AgentState is currently pre-1.0. Only the latest version published on the main branch receives security fixes.

Please do not open a public GitHub issue for security problems.

Use GitHub's private vulnerability reporting: go to the repository's Security tab → Advisories → Report a vulnerability. This keeps the disclosure confidential while we investigate.

If you cannot use GitHub's advisory flow, email [email protected] with the subject line [SECURITY] AgentState – <brief description>.

• Acknowledgement: within 3 business days of receiving your report.
• Status updates: we will keep you informed as we assess severity, develop a fix, and coordinate a release.
• Disclosure timeline: we aim to ship a fix within 30 days of a confirmed vulnerability. For critical issues we move faster; for complex ones we will agree a timeline with you.

A useful report contains:

1. A clear description of the vulnerability and its impact.
2. Affected endpoint(s), component(s), or version.
3. Step-by-step reproduction instructions.
4. Any proof-of-concept code or request/response samples (redact real API keys).
5. Your assessment of severity (CVSS score or informal rating is helpful but not required).

In scope

• The REST API (/api/v1/*)
• The dashboard (authentication flows, data exposure, XSS)
• The TypeScript and Python SDKs
• The self-hosted deployment path (Cloudflare Worker + D1)
• Authentication and authorization logic

Out of scope

• Volumetric denial-of-service attacks (rate limiting is a Cloudflare platform concern)
• Social engineering of maintainers or users
• Automated scanner output submitted without a working proof-of-concept
• Vulnerabilities in third-party services (Cloudflare, Clerk) that are not specific to AgentState
• Issues in outdated or unsupported versions

These are the controls currently in place:

• Hashed API keys — only SHA-256 hashes of API keys are stored; the raw key is never persisted after issuance.
• Scoped, revocable capability tokens — capability tokens (as_cap_...) carry explicit permission scopes (state:read, state:write, state:watch, lease:write, claim:write) and can be revoked at any time.
• Non-leaky error responses — error responses follow the format { "error": { "code", "message" } } and never expose stack traces or internal implementation details.
• Constant-time-floor authentication — auth failures are artificially delayed to a minimum floor (~300 ms) to resist timing-based enumeration attacks.
• Least-privilege design — every component is granted only the access it needs.

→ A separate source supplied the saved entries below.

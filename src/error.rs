//! Engine error types.
//!
//! Domain outcomes — no valid timetable, empty wishlist, capped result
//! sets — are returned as data, never as errors. The error type covers
//! only conditions the caller must treat as failures.

use thiserror::Error;

/// Fatal engine conditions.
#[derive(Debug, Error, PartialEq, Eq)]
pub enum EngineError {
    /// The backtracking search exceeded its step budget before
    /// finishing. The wishlist is too large for exhaustive search under
    /// the configured bound.
    #[error("combination search exceeded its step budget of {budget} steps")]
    StepBudgetExceeded {
        /// The budget that was exhausted.
        budget: u64,
    },
}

We follow coordinated (responsible) disclosure. We ask that you give us a reasonable window to release a fix before publishing details publicly. In return, we will:

• Credit you by name (or alias) in the release notes and advisory, if you wish.
• Work transparently with you on the disclosure timeline.
• Not pursue legal action against researchers acting in good faith under this policy.

Thank you for helping keep AgentState and its users safe.